(Saved entries)
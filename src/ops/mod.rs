//! Cubemap operations: projection, reduction, packing, mirroring, and
//! per-texel solid-angle weighting.

#![allow(dead_code)]

use crate::cubemap::*;
use crate::geometry::*;
use crate::image::*;
use crate::math::*;
use crate::sampling::*;

/// Runs `scanline` over every face row of `cm`, fanning the rows out across
/// worker threads. Each worker owns one `S` created by `init`; the states
/// are returned for the caller to reduce. Rows are disjoint spans of the
/// backing cross buffer, so workers never alias.
///
/// * `cm`       - The cubemap whose rows are processed.
/// * `init`     - Creates one scratch state per worker.
/// * `scanline` - Transform applied to `(state, face, row index, row)`; the
///                row length is the cubemap dimension.
pub fn process<S, I, P>(cm: &mut Cubemap, init: I, scanline: P) -> Vec<S>
where
    S: Send,
    I: Fn() -> S + Sync,
    P: Fn(&mut S, Face, usize, &mut [Texel]) + Sync,
{
    let dim = cm.dim();
    let geometry = cm.geometry();
    let stride = cm.image().stride();
    let height = cm.image().height();
    let pixels = cm.image_mut().pixels_mut();

    // Carve every face row out of the shared cross buffer. A buffer row can
    // hold rows of several faces, so it is split left to right into disjoint
    // spans.
    let mut jobs: Vec<(Face, usize, &mut [Texel])> = Vec::with_capacity(6 * dim);
    for (yy, buf_row) in pixels.chunks_mut(stride).take(height).enumerate() {
        let mut spans: Vec<(Face, usize, usize)> = Face::ALL
            .iter()
            .filter_map(|&f| {
                let (ox, oy) = geometry.face_offset(f, dim);
                (oy..oy + dim).contains(&yy).then_some((f, ox, oy))
            })
            .collect();
        spans.sort_unstable_by_key(|&(_, ox, _)| ox);

        let mut rest = buf_row;
        let mut consumed = 0;
        for (f, ox, oy) in spans {
            let tail = rest.split_at_mut(ox - consumed).1;
            let (span, tail) = tail.split_at_mut(dim);
            jobs.push((f, yy - oy, span));
            rest = tail;
            consumed = ox + dim;
        }
    }

    let workers = min(num_cpus::get(), jobs.len());
    crossbeam::thread::scope(|scope| {
        let (tx, rx) = crossbeam_channel::bounded(workers);
        let init = &init;
        let scanline = &scanline;

        let handles: Vec<_> = (0..workers)
            .map(|_| {
                let rxc: crossbeam_channel::Receiver<(Face, usize, &mut [Texel])> = rx.clone();
                scope.spawn(move |_| {
                    let mut state = init();
                    for (f, y, span) in rxc.iter() {
                        scanline(&mut state, f, y, span);
                    }
                    state
                })
            })
            .collect();
        drop(rx);

        for job in jobs {
            tx.send(job).unwrap();
        }
        drop(tx);

        handles.into_iter().map(|h| h.join().unwrap()).collect()
    })
    .unwrap()
}

/// Stateless convenience wrapper over [`process`].
///
/// * `cm`       - The cubemap whose rows are processed.
/// * `scanline` - Transform applied to `(face, row index, row)`.
pub fn process_rows<P>(cm: &mut Cubemap, scanline: P)
where
    P: Fn(Face, usize, &mut [Texel]) + Sync,
{
    process(
        cm,
        || (),
        |_: &mut (), f: Face, y: usize, span: &mut [Texel]| scanline(f, y, span),
    );
}

/// Projects an equirectangular panorama onto a cubemap with adaptive
/// supersampling: each destination texel takes as many source samples as the
/// bounding box of its projected footprint covers source pixels, placed with
/// the Hammersley set and box averaged.
///
/// * `dst` - Destination cubemap.
/// * `src` - Source equirectangular image.
pub fn equirectangular_to_cubemap(dst: &mut Cubemap, src: &Image) {
    let width = src.width();
    let height = src.height();
    if width != 2 * height {
        warn!("equirectangular source is {width}x{height}, expected a 2:1 aspect");
    }
    info!(
        "Projecting {width}x{height} equirectangular image onto a {} cubemap",
        dst.dim()
    );

    let dim = dst.dim();

    // x = cos(phi) sin(theta)
    // y = sin(phi)
    // z = cos(phi) cos(theta)
    let to_rectilinear = move |s: Vector3d| -> Vector2d {
        let xf = s.x.atan2(s.z) * INV_PI; // range [-1.0, 1.0]
        let yf = s.y.asin() * (2.0 * INV_PI); // range [-1.0, 1.0]
        Vector2::new(
            (xf + 1.0) * 0.5 * (width - 1) as f64, // range [0, width [
            (1.0 - yf) * 0.5 * (height - 1) as f64, // range [0, height[
        )
    };

    process_rows(dst, |f, y, row| {
        let yd = y as f64;
        for (x, out) in row.iter_mut().enumerate() {
            let xd = x as f64;

            // The sample count comes from the texel's footprint in the
            // source: the bounding box of its four projected corners.
            let p0 = to_rectilinear(f.direction(dim, xd, yd));
            let p1 = to_rectilinear(f.direction(dim, xd + 1.0, yd));
            let p2 = to_rectilinear(f.direction(dim, xd, yd + 1.0));
            let p3 = to_rectilinear(f.direction(dim, xd + 1.0, yd + 1.0));
            let lo = p0.min(&p1).min(&p2).min(&p3);
            let hi = p0.max(&p1).max(&p2).max(&p3);
            let dx = max(1.0, hi.x - lo.x);
            let dy = max(1.0, hi.y - lo.y);
            let num_samples = (dx * dy) as usize;

            let inv_samples = 1.0 / num_samples as f64;
            let mut c = Texel::default();
            for sample in 0..num_samples {
                // Spread the samples over the destination texel and pull the
                // source pixel each lands on.
                let h = hammersley(sample as u32, inv_samples);
                let s = f.direction(dim, xd + h.x, yd + h.y);
                let pos = to_rectilinear(s);
                c += *src.texel(pos.x as usize, pos.y as usize);
            }
            c *= inv_samples as Float;

            *out = c;
        }
    });
}

/// Reduces `src` into the smaller cubemap `dst` with a box filter; the
/// filter radius is fixed by the scale factor. `src`'s dimension must be an
/// integer multiple of `dst`'s.
///
/// * `dst` - Destination cubemap.
/// * `src` - Source cubemap.
pub fn downsample_cubemap_level_box_filter(dst: &mut Cubemap, src: &Cubemap) {
    assert!(
        src.dim() % dst.dim() == 0,
        "source dimension {} is not a multiple of destination dimension {}",
        src.dim(),
        dst.dim()
    );
    let scale = (src.dim() / dst.dim()) as f64;

    process_rows(dst, |f, y, row| {
        let image = src.face(f);
        for (x, out) in row.iter_mut().enumerate() {
            *out = image.filter_at(x as f64 * scale + 0.5, y as f64 * scale + 0.5);
        }
    });
}

/// Copies the tile of `face` out of the cross image into the cubemap. The
/// tile position follows the source image's orientation (vertical cross when
/// its height exceeds its width).
///
/// * `cm`    - Destination cubemap.
/// * `face`  - The cube face.
/// * `image` - Source cross image.
pub fn set_face_from_cross(cm: &mut Cubemap, face: Face, image: &Image) {
    let dim = cm.dim();
    let src_geometry = if image.height() > image.width() {
        Geometry::VerticalCross
    } else {
        Geometry::HorizontalCross
    };
    let (sx, sy) = src_geometry.face_offset(face, dim);
    assert!(
        sx + dim <= image.width() && sy + dim <= image.height(),
        "cross image {}x{} too small for a {} cubemap",
        image.width(),
        image.height(),
        dim
    );

    let (dx, dy) = cm.face_offset(face);
    for y in 0..dim {
        let src_row = &image.row(sy + y)[sx..sx + dim];
        cm.image_mut().row_mut(dy + y)[dx..dx + dim].copy_from_slice(src_row);
    }
}

/// Infers the cross orientation from the source image's aspect ratio, sets
/// the cubemap's geometry accordingly, and copies all six face tiles.
///
/// * `cm`    - Destination cubemap.
/// * `image` - Source cross image.
pub fn set_all_faces_from_cross(cm: &mut Cubemap, image: &Image) {
    cm.set_geometry(if image.height() > image.width() {
        Geometry::VerticalCross
    } else {
        Geometry::HorizontalCross
    });
    for face in Face::ALL {
        set_face_from_cross(cm, face, image);
    }
}

/// Copies `src` into the top-left corner of `dst`, which must be at least as
/// large in both axes.
///
/// * `dst` - Destination image.
/// * `src` - Source image.
pub fn copy_image(dst: &mut Image, src: &Image) {
    assert!(
        dst.width() >= src.width() && dst.height() >= src.height(),
        "cannot copy {}x{} image into {}x{} image",
        src.width(),
        src.height(),
        dst.width(),
        dst.height()
    );
    for y in 0..src.height() {
        dst.row_mut(y)[..src.width()].copy_from_slice(src.row(y));
    }
}

/// Writes into every destination texel the source color sampled along the
/// destination direction reflected across the YZ plane, producing a
/// handedness-flipped copy of `src`.
///
/// * `dst` - Destination cubemap.
/// * `src` - Source cubemap.
pub fn mirror_cubemap(dst: &mut Cubemap, src: &Cubemap) {
    let dim = dst.dim();
    process_rows(dst, |f, y, row| {
        for (x, out) in row.iter_mut().enumerate() {
            let n = f.direction(dim, x as f64, y as f64);
            *out = src.filter_at(&Vector3::new(-n.x, n.y, n.z));
        }
    });
}

/// Fills the cubemap with a per-face colored checkerboard at HDR intensity,
/// for validating face orientation and cross layout against reference
/// imagery.
///
/// * `cm`             - Destination cubemap.
/// * `grid_frequency` - Number of grid cells across one face.
pub fn generate_uv_grid(cm: &mut Cubemap, grid_frequency: usize) {
    const COLORS: [Texel; 6] = [
        Texel { r: 1.0, g: 0.0, b: 0.0 }, // nx - red
        Texel { r: 1.0, g: 1.0, b: 1.0 }, // px - white
        Texel { r: 0.0, g: 1.0, b: 0.0 }, // ny - green
        Texel { r: 0.0, g: 0.0, b: 1.0 }, // py - blue
        Texel { r: 1.0, g: 0.0, b: 1.0 }, // nz - magenta
        Texel { r: 1.0, g: 1.0, b: 0.0 }, // pz - yellow
    ];
    const HDR_INTENSITY: Float = 5.0;

    assert!(
        grid_frequency > 0 && grid_frequency <= cm.dim(),
        "grid frequency {} out of range for a {} cubemap",
        grid_frequency,
        cm.dim()
    );
    let grid_size = cm.dim() / grid_frequency;

    process_rows(cm, |f, y, row| {
        for (x, out) in row.iter_mut().enumerate() {
            let grid = (((x / grid_size) ^ (y / grid_size)) & 1) == 1;
            *out = if grid {
                COLORS[f as usize] * HDR_INTENSITY
            } else {
                Texel::default()
            };
        }
    });
}

/*
 * Area of a cube face's quadrant projected onto a sphere
 *
 *  1 +---+----------+
 *    |   |          |
 *    |---+----------|
 *    |   |(x,y)     |
 *    |   |          |
 *    |   |          |
 * -1 +---+----------+
 *   -1              1
 *
 * The quadrant (-1,1)-(x,y) is projected onto the unit sphere.
 */
#[inline]
fn sphere_quadrant_area(x: f64, y: f64) -> f64 {
    (x * y).atan2((x * x + y * y + 1.0).sqrt())
}

/// Returns the solid angle in steradians subtended on the unit sphere by
/// texel `(u, v)` of a `dim`-sized cube face, in closed form.
///
/// * `dim` - Cubemap face dimension.
/// * `u`   - Texel column.
/// * `v`   - Texel row.
pub fn solid_angle(dim: usize, u: usize, v: usize) -> f64 {
    let i_dim = 1.0 / dim as f64;
    let s = (u as f64 + 0.5) * 2.0 * i_dim - 1.0;
    let t = (v as f64 + 0.5) * 2.0 * i_dim - 1.0;
    let x0 = s - i_dim;
    let y0 = t - i_dim;
    let x1 = s + i_dim;
    let y1 = t + i_dim;
    sphere_quadrant_area(x0, y0) - sphere_quadrant_area(x0, y1) - sphere_quadrant_area(x1, y0)
        + sphere_quadrant_area(x1, y1)
}

/// Clamps every channel of every texel to 256. Radiance above 256 cannot be
/// represented once the data is RGBM encoded, and destabilizes the
/// importance-sampled prefiltering and spherical-harmonic projection that
/// consume these images.
///
/// * `image` - The image to clamp in place.
pub fn clamp(image: &mut Image) {
    for y in 0..image.height() {
        for texel in image.row_mut(y) {
            texel.r = min(texel.r, 256.0);
            texel.g = min(texel.g, 256.0);
            texel.b = min(texel.b, 256.0);
        }
    }
}

// ----------------------------------------------------------------------------
// Tests
// ----------------------------------------------------------------------------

Work request ▸ Among the entries above, find every line holding "applied" and copy it.

Result of the exercise ▸
/// * `scanline` - Transform applied to `(state, face, row index, row)`; the
/// * `scanline` - Transform applied to `(face, row index, row)`.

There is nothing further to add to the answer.